Storm Jammin’ appeared in Easyriders March 1989 and again in BIKER in October 2005. This one gets me because I took a soggy ride like this, from Austin to East Texas, to lay to rest a friend who died too soon…. as if there were any other kind. 😒

THE DAYS OF OUR LIVES

Mann’s technical abilities as an artist are undeniable but, as clearly demonstrated here, for those of us who ride it was Mann’s ability to illustrate the everyday aspects of our lives as bikers which so endeared him to us. He captured the emotional element – the ‘inner landscape’ Ms. Graham referenced in her quote – in painting after painting.. It might be two bikers blasting down an L.A. freeway, beards and club colors flapping in the wind, as one passes a joint to the other.

Hollyweed, November 1976. Note the altered ‘Hollywood’ sign high above the highway.

It might be a biker on his low, lean, radically stretched chopper, glaring balefully at the cop writing out a traffic ticket.

Busted, December 1974. Damn cops ruin everything, don’t they?

It might be a woman frustrated and angry because her old man, the insensitive prick, just passed a beer joint when she desperately needed a potty break….

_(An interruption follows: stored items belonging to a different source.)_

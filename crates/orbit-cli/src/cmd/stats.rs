//! `orbit stats`: whole-network statistics without the per-node metrics.

use std::io::{self, Write};
use std::path::PathBuf;

use clap::Args;
use orbit_graph::stats::{NetworkSummary, network_statistics};

use crate::cmd::{load_inputs, score, write_orbit_bands};
use crate::output::{OutputMode, pretty_kv, pretty_rule, pretty_section, render_mode, text_kv};

/// Arguments for `orbit stats`.
#[derive(Args, Debug)]
pub struct StatsArgs {
    /// Relationship snapshot (JSON).
    #[arg(value_name = "SNAPSHOT")]
    pub snapshot: PathBuf,
}

/// Execute `orbit stats`.
pub fn run_stats(
    args: &StatsArgs,
    config: Option<&PathBuf>,
    output: OutputMode,
) -> anyhow::Result<()> {
    let inputs = load_inputs(&args.snapshot, config)?;
    let summary = network_statistics(&inputs.graph, &inputs.settings.metrics.orbit)?;
    render_mode(output, &summary, render_text, render_pretty)
}

fn render_text(s: &NetworkSummary, w: &mut dyn Write) -> io::Result<()> {
    text_kv(w, "nodes", s.node_count)?;
    text_kv(w, "edges", s.edge_count)?;
    text_kv(w, "density", score(s.density))?;
    text_kv(w, "average_clustering", score(s.average_clustering))?;
    text_kv(w, "reciprocity", score(s.reciprocity))?;
    text_kv(w, "components", s.weakly_connected_components)?;
    text_kv(w, "isolated", s.isolated_nodes)?;
    text_kv(w, "max_in_degree", s.max_in_degree)?;
    text_kv(w, "max_out_degree", s.max_out_degree)?;
    for band in &s.orbit {
        text_kv(w, &format!("orbit.{}", band.tier.name), band.edges)?;
    }
    Ok(())
}

fn render_pretty(s: &NetworkSummary, w: &mut dyn Write) -> io::Result<()> {
    pretty_section(w, "Network")?;
    pretty_kv(w, "nodes", s.node_count.to_string())?;
    pretty_kv(w, "edges", s.edge_count.to_string())?;
    pretty_kv(w, "density", score(s.density))?;
    pretty_kv(w, "clustering", score(s.average_clustering))?;
    pretty_kv(w, "reciprocity", score(s.reciprocity))?;
    pretty_kv(w, "components", s.weakly_connected_components.to_string())?;
    pretty_kv(w, "isolated", s.isolated_nodes.to_string())?;
    pretty_kv(
        w,
        "max degree",
        format!("{} in / {} out", s.max_in_degree, s.max_out_degree),
    )?;
    writeln!(w)?;

    pretty_section(w, "Orbit tiers")?;
    write_orbit_bands(w, &s.orbit)?;
    pretty_rule(w)
}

Hey, What About….! December 1982.

….or another one of my favorites. showing a woman curled up against her man’s back, safe and secure and sleepy after a weekend of riding and camping out under the stars, while he steers his radical chopper back to the brightly-lit city in the distance.

Homeward Bound, January 1975

One of Dave Mann’s most iconic images has been stolen and reproduced on everything from t-shirts and coffee mugs to wall tapestries, area rugs and more. In ‘Ghost Rider’ Mann equates the hard-riding biker at the foreground to the hard-riding ghostly cowboy keeping pace with him. Some of the later reproductions went the politically correct route of erasing the SS lightning bolts Mann’s biker has on his fuel tank….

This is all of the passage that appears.